It's also making me realise that whether I like it or not, this cancer stuff is subtley changing me too. I can't quite put things into words yet, but I suppose something this big and intrusive in my life is bound to make me look at the world differently. That in itself can be quite isolating, because I'm tuned in differently at the moment to life and seeing things from a slightly different angle, whereas everyone else in my world is just getting on with their lives in a way that I'm unable to in quite the same way for the moment.
I've also had enough energy to tackle a big supermarket shop, and even to half clean the kitchen.

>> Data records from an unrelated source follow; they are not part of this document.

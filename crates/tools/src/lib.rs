pub mod report;
pub mod source;

pub use report::{BordersSummary, CitiesSummary, CityHit, EncodeReport, PickReport};
pub use source::{Loader, Source, SourceError};
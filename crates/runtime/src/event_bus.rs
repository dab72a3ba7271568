use crate::frame::Frame;

/// An event stamped with the frame it happened in.
#[derive(Debug, Clone, PartialEq, Eq)]
pub struct Event<E> {
    pub frame_index: u64,
    pub payload: E,
}

/// Queue of typed events, drained by whoever presents them.
#[derive(Debug)]
pub struct EventBus<E> {
    events: Vec<Event<E>>,
}

impl<E> Default for EventBus<E> {
    fn default() -> Self {
        Self { events: Vec::new() }
    }
}

impl<E> EventBus<E> {
    pub fn new() -> Self {
        Self::default()
    }

    pub fn emit(&mut self, frame: Frame, payload: E) {
        self.events.push(Event {
            frame_index: frame.index,
            payload,
        });
    }

    pub fn events(&self) -> &[Event<E>] {
        &self.events
    }

    pub fn is_empty(&self) -> bool {
        self.events.is_empty()
    }

    pub fn drain(&mut self) -> Vec<Event<E>> {
        std::mem::take(&mut self.events)
    }
}
pub mod click;
pub mod config;
pub mod panel;
pub mod state;
pub mod view_model;

pub use click::ClickTracker;
pub use config::{ConfigError, ViewerConfig};
pub use panel::InfoPanel;
pub use state::{DatasetKind, LoadState, Overlay};
pub use view_model::{ClickOutcome, GlobeViewModel, Selection, Severity, ViewerEvent};
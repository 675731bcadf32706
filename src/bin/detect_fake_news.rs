//! Train and evaluate the fake news classifiers on a labeled CSV
//!
//! Usage: cargo run --release --bin detect_fake_news -- --data news.csv --config config/pipeline.toml

use anyhow::{Context, Result};
use clap::Parser;
use fake_news_ml::prelude::*;
use fake_news_ml::load_config;
use std::path::PathBuf;
use tracing::info;
use tracing_subscriber::EnvFilter;

#[derive(Parser, Debug)]
#[command(author, version, about = "Classify news articles as real or fake")]
struct Args {
    /// CSV with title, content (or text) and label columns
    #[arg(short, long)]
    data: PathBuf,

    /// Pipeline configuration (.toml or .json)
    #[arg(short, long)]
    config: Option<PathBuf>,

    /// Override the random seed
    #[arg(short, long)]
    seed: Option<u64>,
}

fn main() -> Result<()> {
    tracing_subscriber::fmt()
        .with_env_filter(
            EnvFilter::try_from_default_env().unwrap_or_else(|_| EnvFilter::new("fake_news_ml=info")),
        )
        .init();

    let args = Args::parse();

    println!("===========================================");
    println!("  Fake News Detection");
    println!("===========================================\n");

    let mut config = match &args.config {
        Some(path) => load_config(path).with_context(|| format!("loading config {}", path.display()))?,
        None => PipelineConfig::default(),
    };
    if let Some(seed) = args.seed {
        config.random_seed = seed;
    }

    info!("Loading {}", args.data.display());
    let corpus = Corpus::load_csv(&args.data).with_context(|| format!("reading {}", args.data.display()))?;
    let [real, fake] = corpus.class_counts();
    println!("Loaded {} documents ({} real, {} fake)\n", corpus.len(), real, fake);

    let start_time = std::time::Instant::now();
    let report = Pipeline::new(config)?.run(&corpus)?;
    println!("{}", report);
    println!("Completed in {:.2}s", start_time.elapsed().as_secs_f64());

    Ok(())
}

Mind you it took ages, I kept having to sit down to get my breath back, and I finally flopped halfway through, but it's a step in the right direction.
The major issues with two of the children are still as pressing and as worrying as ever, which inevitably is taking a lot of time and energy too, but they are both far more important than a clean kitchen, so they are rightfully taking priority over everything else, and it's painfully apparent that I'm not able to drive both situations in the direction that's needed as quickly as I need to.
The other thoughts that are beginning to filter in concern my hideously disfigured body. The 12-inch shark-bite style scar that slashes across the place I used to have a second boob is something I can only deal with by tuning out completely. Then I have to take on board the bald head coupled with the missing eyebrows and eyelashes - altogether not the greatest look ever. The last lot will grow back, but do I want to go through the whole big issue of a breast reconstruction once all the treatment has finished? I really can't get my head around that one. At some point next year I'll probably lose my other boob too, that is part of the plan, but do I want to put myself through yet more major operations, with all their potential side effects, just so I get a cleavage to flaunt to the world again? The bit of the operation I'm quite keen on is the tummy-tuck - they would have to dig out masses of tissue from my very ample tummy to make new boobies, so I'd have a nice flat wash-board belly, but I doubt if Mr Lovely would agree to just that bit and then foregoing the sticking the belly fat where the boob should be bit. I get to see Mr Lovely early next month and I think we'll need to sit down and talk about it all. Sitting down and talking to Mr Lovely will be lovely, and if I do decide to go ahead with new boobies, I'll get to do a lot of that in the next few months, I'm sure.
This week is also the week where I'll start to plan Christmas. I'm seriously considering delaying Christmas Day by 3 or 4 days if my kids will agree, so I can take advantage of the best chemo side-effect days. Don't tell them, but I might even get their presents much cheaper in the after-Christmas sales too!
So, there's a lot going on, things to think about, things to do, and even a few projects on the go, exactly how I like life to be, and letting the cancer know, once again, who is really in charge. Onwards and upwards, it's going to be a good week.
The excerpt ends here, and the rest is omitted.